Last good movie you saw: Manchester by the Sea

Favorite movie: My go to movie if I want to laugh is Young Frankenstein—if you have a couple of hours I can recite every line.

Music/book/movie that makes you cry:  The Color Purple

Favorite restaurant in the Valley:  “B” restaurants:  Bianco’s, Barrio Café, El Bravo and FnB.

Favorite cities:   New York      

Worst non-theatre job you've had:  My first professional job was teaching 4th grade and, though I enjoyed teaching, my initial experience did not go smoothly.  The day school was to start, the teachers went on strike.  I was 20 years old and not equipped to decide whether or not to cross the picket line, and the potential consequences of my decision.
   
Words of advice for aspiring performers: It sounds corny but it is never too late to pursue your dreams.

What you love most about theatre in Phoenix:  The amazing level of talent in this city.

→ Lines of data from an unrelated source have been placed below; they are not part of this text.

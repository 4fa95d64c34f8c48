//! Route handlers.

use std::path::Path as FsPath;
use std::sync::Arc;

use axum::body::Body;
use axum::extract::{Multipart, Path, State};
use axum::http::{header, StatusCode};
use axum::response::Response;
use axum::Json;
use serde_json::{json, Value};
use tokio::fs::File;
use tokio::io::AsyncReadExt;

use shortsmith_render_engine::export::{export_scene, ExportReport};
use shortsmith_render_engine::job::{RenderJob, TempFiles};
use shortsmith_scene_model::{
    MediaFile, RankingRequest, RenderMode, SceneDescription, SplitScreenRequest,
};

use super::response::{ApiError, ApiResult, ExportResponse};
use super::upload::{self, UploadForm};
use super::AppState;

pub async fn health() -> Json<Value> {
    Json(json!({
        "status": "ok",
        "version": env!("CARGO_PKG_VERSION"),
    }))
}

/// `POST /api/export/ranking`: `config`, repeated `clips`, optional `music`.
pub async fn export_ranking(
    State(state): State<Arc<AppState>>,
    multipart: Multipart,
) -> ApiResult<Json<ExportResponse>> {
    let form = upload::receive(multipart, &state.config.server.upload_dir).await?;
    let request: RankingRequest = parse_config(&form)?;
    let clips = form
        .files("clips")
        .iter()
        .map(MediaFile::new)
        .collect::<Vec<_>>();
    let scene = SceneDescription::ranking(request, clips, form.file("music"))?;
    tracing::info!(clips = scene.clips().len(), "Ranking export requested");
    run_export(&state, scene, form.temp).await
}

/// `POST /api/export/splitscreen`: `config`, `main`, `background`, optional `music`.
pub async fn export_split_screen(
    State(state): State<Arc<AppState>>,
    multipart: Multipart,
) -> ApiResult<Json<ExportResponse>> {
    let form = upload::receive(multipart, &state.config.server.upload_dir).await?;
    let request: SplitScreenRequest = parse_config(&form)?;
    let main = MediaFile::new(form.require_file("main")?);
    let background = MediaFile::new(form.require_file("background")?);
    let scene = SceneDescription::split_screen(request, main, background, form.file("music"))?;
    tracing::info!("Split-screen export requested");
    run_export(&state, scene, form.temp).await
}

fn parse_config<T: serde::de::DeserializeOwned>(form: &UploadForm) -> ApiResult<T> {
    serde_json::from_str(form.config()?)
        .map_err(|e| ApiError::bad_request(format!("Invalid config: {e}")))
}

async fn run_export(
    state: &AppState,
    scene: SceneDescription,
    temp: TempFiles,
) -> ApiResult<Json<ExportResponse>> {
    let server = &state.config.server;
    let mut job = RenderJob::in_dir(
        &server.downloads_dir,
        scene.mode(),
        temp,
        state.config.engine.diagnostics_tail_chars,
    );
    let report = export_scene(&mut job, &scene, &state.config.engine, &state.style, None).await?;
    Ok(Json(export_response(&server.public_downloads_path, &report)))
}

fn export_response(public_path: &str, report: &ExportReport) -> ExportResponse {
    let url_for = |path: &FsPath| {
        path.file_name()
            .and_then(|n| n.to_str())
            .map(|name| format!("{}/{name}", public_path.trim_end_matches('/')))
    };
    ExportResponse {
        url: url_for(&report.output_path).unwrap_or_default(),
        size: report.size_bytes,
        duration: report.duration_secs,
        subtitles: report.subtitles_path.as_deref().and_then(url_for),
    }
}

/// Whether `name` is a plain file name safe to look up in the downloads dir.
pub fn is_safe_file_name(name: &str) -> bool {
    !name.is_empty()
        && !name.starts_with('.')
        && name
            .chars()
            .all(|c| c.is_ascii_alphanumeric() || matches!(c, '_' | '.' | '-'))
}

/// Content type of a file the downloads route serves. Only rendered videos
/// and subtitle sidecars are public.
fn content_type(name: &str) -> Option<&'static str> {
    match FsPath::new(name).extension().and_then(|e| e.to_str()) {
        Some("mp4") => Some("video/mp4"),
        Some("srt") => Some("application/x-subrip"),
        _ => None,
    }
}

const DOWNLOAD_CHUNK_BYTES: usize = 64 * 1024;

async fn next_chunk(mut file: File) -> std::io::Result<Option<(Vec<u8>, File)>> {
    let mut buf = vec![0u8; DOWNLOAD_CHUNK_BYTES];
    let n = file.read(&mut buf).await?;
    if n == 0 {
        return Ok(None);
    }
    buf.truncate(n);
    Ok(Some((buf, file)))
}

/// `GET /downloads/{file}`.
pub async fn download(
    State(state): State<Arc<AppState>>,
    Path(file): Path<String>,
) -> ApiResult<Response> {
    if !is_safe_file_name(&file) {
        return Err(ApiError::bad_request("Invalid file name"));
    }
    let Some(content_type) = content_type(&file) else {
        return Err(ApiError::not_found("File not found"));
    };
    let path = state.config.server.downloads_dir.join(&file);
    let handle = match File::open(&path).await {
        Ok(handle) => handle,
        Err(e) if e.kind() == std::io::ErrorKind::NotFound => {
            return Err(ApiError::not_found("File not found"))
        }
        Err(e) => return Err(ApiError::internal("Failed to read file", e.to_string())),
    };
    let meta = handle
        .metadata()
        .await
        .map_err(|e| ApiError::internal("Failed to read file", e.to_string()))?;
    if !meta.is_file() {
        return Err(ApiError::not_found("File not found"));
    }

    Response::builder()
        .status(StatusCode::OK)
        .header(header::CONTENT_TYPE, content_type)
        .header(header::CONTENT_LENGTH, meta.len())
        .body(Body::from_stream(futures::stream::try_unfold(handle, next_chunk)))
        .map_err(|e| ApiError::internal("Failed to build response", e.to_string()))
}

#[cfg(test)]
mod tests {
    use super::*;
    use crate::server::upload::tests::{multipart, Part};
    use shortsmith_common::config::AppConfig;
    use shortsmith_render_engine::supervisor::SupervisorState;
    use std::path::PathBuf;

    fn state(root: &FsPath) -> Arc<AppState> {
        let mut config = AppConfig::default();
        config.server.upload_dir = root.join("uploads");
        config.server.downloads_dir = root.join("downloads");
        config.engine.ffmpeg_path = PathBuf::from("/nonexistent/shortsmith-ffmpeg");
        config.engine.ffprobe_path = PathBuf::from("/nonexistent/shortsmith-ffprobe");
        Arc::new(AppState::new(config))
    }

    fn uploads_left(root: &FsPath) -> usize {
        std::fs::read_dir(root.join("uploads"))
            .map(|entries| entries.count())
            .unwrap_or(0)
    }

    #[test]
    fn test_safe_file_names() {
        assert!(is_safe_file_name("ranking_Ab12Cd34Ef56Gh78.mp4"));
        assert!(is_safe_file_name("splitscreen_x.srt"));
        assert!(!is_safe_file_name("../secret"));
        assert!(!is_safe_file_name(".hidden"));
        assert!(!is_safe_file_name("a/b.mp4"));
        assert!(!is_safe_file_name("a b.mp4"));
        assert!(!is_safe_file_name(""));
    }

    #[test]
    fn test_export_response_urls() {
        let report = ExportReport {
            output_path: PathBuf::from("/srv/out/ranking_abc.mp4"),
            size_bytes: 42,
            duration_secs: 15.0,
            state: SupervisorState::CleanedUp,
            subtitles_path: Some(PathBuf::from("/srv/out/ranking_abc.srt")),
            diagnostics_tail: String::new(),
            started_at: "2026-01-01T00:00:00+00:00".to_string(),
            elapsed_secs: 1.0,
        };
        let response = export_response("/downloads/", &report);
        assert_eq!(response.url, "/downloads/ranking_abc.mp4");
        assert_eq!(response.subtitles.as_deref(), Some("/downloads/ranking_abc.srt"));
        assert_eq!(
            serde_json::to_value(&response).unwrap(),
            json!({
                "url": "/downloads/ranking_abc.mp4",
                "size": 42,
                "duration": 15.0,
                "subtitles": "/downloads/ranking_abc.srt"
            })
        );
    }

    #[tokio::test]
    async fn test_ranking_without_clips_is_bad_request() {
        let dir = tempfile::tempdir().unwrap();
        let state = state(dir.path());
        let parts: &[Part<'_>] = &[("config", None, b"{}".as_slice())];
        let err = export_ranking(State(state), multipart(parts).await)
            .await
            .unwrap_err();
        assert_eq!(err.status(), StatusCode::BAD_REQUEST);
    }

    #[tokio::test]
    async fn test_invalid_config_removes_uploads() {
        let dir = tempfile::tempdir().unwrap();
        let state = state(dir.path());
        let parts: &[Part<'_>] = &[
            ("config", None, br#"{"fps": 0}"#.as_slice()),
            ("clips", Some("a.mp4"), b"clip".as_slice()),
        ];
        let err = export_ranking(State(state), multipart(parts).await)
            .await
            .unwrap_err();
        assert_eq!(err.status(), StatusCode::BAD_REQUEST);
        assert_eq!(uploads_left(dir.path()), 0);
    }

    #[tokio::test]
    async fn test_split_screen_requires_background() {
        let dir = tempfile::tempdir().unwrap();
        let state = state(dir.path());
        let parts: &[Part<'_>] = &[
            ("config", None, b"{}".as_slice()),
            ("main", Some("main.mp4"), b"main".as_slice()),
        ];
        let err = export_split_screen(State(state), multipart(parts).await)
            .await
            .unwrap_err();
        assert_eq!(err, ApiError::bad_request("Missing background file"));
        assert_eq!(uploads_left(dir.path()), 0);
    }

    #[tokio::test]
    async fn test_missing_engine_is_server_error() {
        let dir = tempfile::tempdir().unwrap();
        let state = state(dir.path());
        let parts: &[Part<'_>] = &[
            ("config", None, br#"{"title": {"text": "Top 3"}}"#.as_slice()),
            ("clips", Some("a.mp4"), b"one".as_slice()),
            ("clips", Some("b.mp4"), b"two".as_slice()),
        ];
        let err = export_ranking(State(state), multipart(parts).await)
            .await
            .unwrap_err();
        match err {
            ApiError::Internal { error, details } => {
                assert_eq!(error, "Video engine is unavailable");
                assert!(details.contains("not found"));
            }
            other => panic!("unexpected {other:?}"),
        }
        assert_eq!(uploads_left(dir.path()), 0);
    }

    #[tokio::test]
    async fn test_download_serves_rendered_files() {
        let dir = tempfile::tempdir().unwrap();
        let state = state(dir.path());
        std::fs::create_dir_all(&state.config.server.downloads_dir).unwrap();
        std::fs::write(state.config.server.downloads_dir.join("ranking_abc.mp4"), b"video").unwrap();

        let response = download(State(Arc::clone(&state)), Path("ranking_abc.mp4".to_string()))
            .await
            .unwrap();
        assert_eq!(response.status(), StatusCode::OK);
        assert_eq!(response.headers()[header::CONTENT_TYPE], "video/mp4");
        assert_eq!(response.headers()[header::CONTENT_LENGTH], "5");
        let body = axum::body::to_bytes(response.into_body(), usize::MAX)
            .await
            .unwrap();
        assert_eq!(&body[..], b"video");

        let missing = download(State(Arc::clone(&state)), Path("ranking_zzz.mp4".to_string()))
            .await
            .unwrap_err();
        assert_eq!(missing.status(), StatusCode::NOT_FOUND);

        let traversal = download(State(state), Path("..".to_string())).await.unwrap_err();
        assert_eq!(traversal.status(), StatusCode::BAD_REQUEST);
    }

    #[tokio::test]
    async fn test_download_streams_large_files_in_chunks() {
        let dir = tempfile::tempdir().unwrap();
        let state = state(dir.path());
        std::fs::create_dir_all(&state.config.server.downloads_dir).unwrap();
        let video: Vec<u8> = (0..DOWNLOAD_CHUNK_BYTES * 2 + 17).map(|i| (i % 251) as u8).collect();
        std::fs::write(state.config.server.downloads_dir.join("ranking_big.mp4"), &video).unwrap();

        let response = download(State(state), Path("ranking_big.mp4".to_string()))
            .await
            .unwrap();
        let body = axum::body::to_bytes(response.into_body(), usize::MAX)
            .await
            .unwrap();
        assert_eq!(body.len(), video.len());
        assert_eq!(&body[..], video.as_slice());
    }

    #[tokio::test]
    async fn test_debug_reports_are_not_served() {
        let dir = tempfile::tempdir().unwrap();
        let state = state(dir.path());
        std::fs::create_dir_all(&state.config.server.downloads_dir).unwrap();
        std::fs::write(
            state.config.server.downloads_dir.join("ranking_abc.ffmpeg-debug.txt"),
            b"[command]\nffmpeg -i /uploads/a.mp4",
        )
        .unwrap();

        let err = download(State(state), Path("ranking_abc.ffmpeg-debug.txt".to_string()))
            .await
            .unwrap_err();
        assert_eq!(err.status(), StatusCode::NOT_FOUND);
        assert_eq!(content_type("ranking_abc.srt"), Some("application/x-subrip"));
        assert_eq!(content_type("notes.txt"), None);
    }
}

I have met so many wonderful people whose friendships I cherish and I love going to see them in shows.

What you think needs to be changed/improved/different about theatre in Phoenix: Because there is such great talent here, it is disappointing when major roles go to non-local talent.

And, the “Inside the Actors Studio” 10 questions:

1. What is your favorite word?  Energy

2. What is your least favorite word?  Sloth

3. What turns you on?  People excelling at what they do

4. What turns you off?  Bigotry

5. What sound do you love?  Children’s belly laugh

6. What sound do you hate?  Siren

7. What is your favorite curse word?  Fuck

8. What profession other than yours would you like to attempt?  Musician

9. What profession would you not like to do?  Detention Officer

10. If heaven exists, what would you like to hear God say when you arrive at the pearly gates?  “And you thought I wouldn’t let you in!”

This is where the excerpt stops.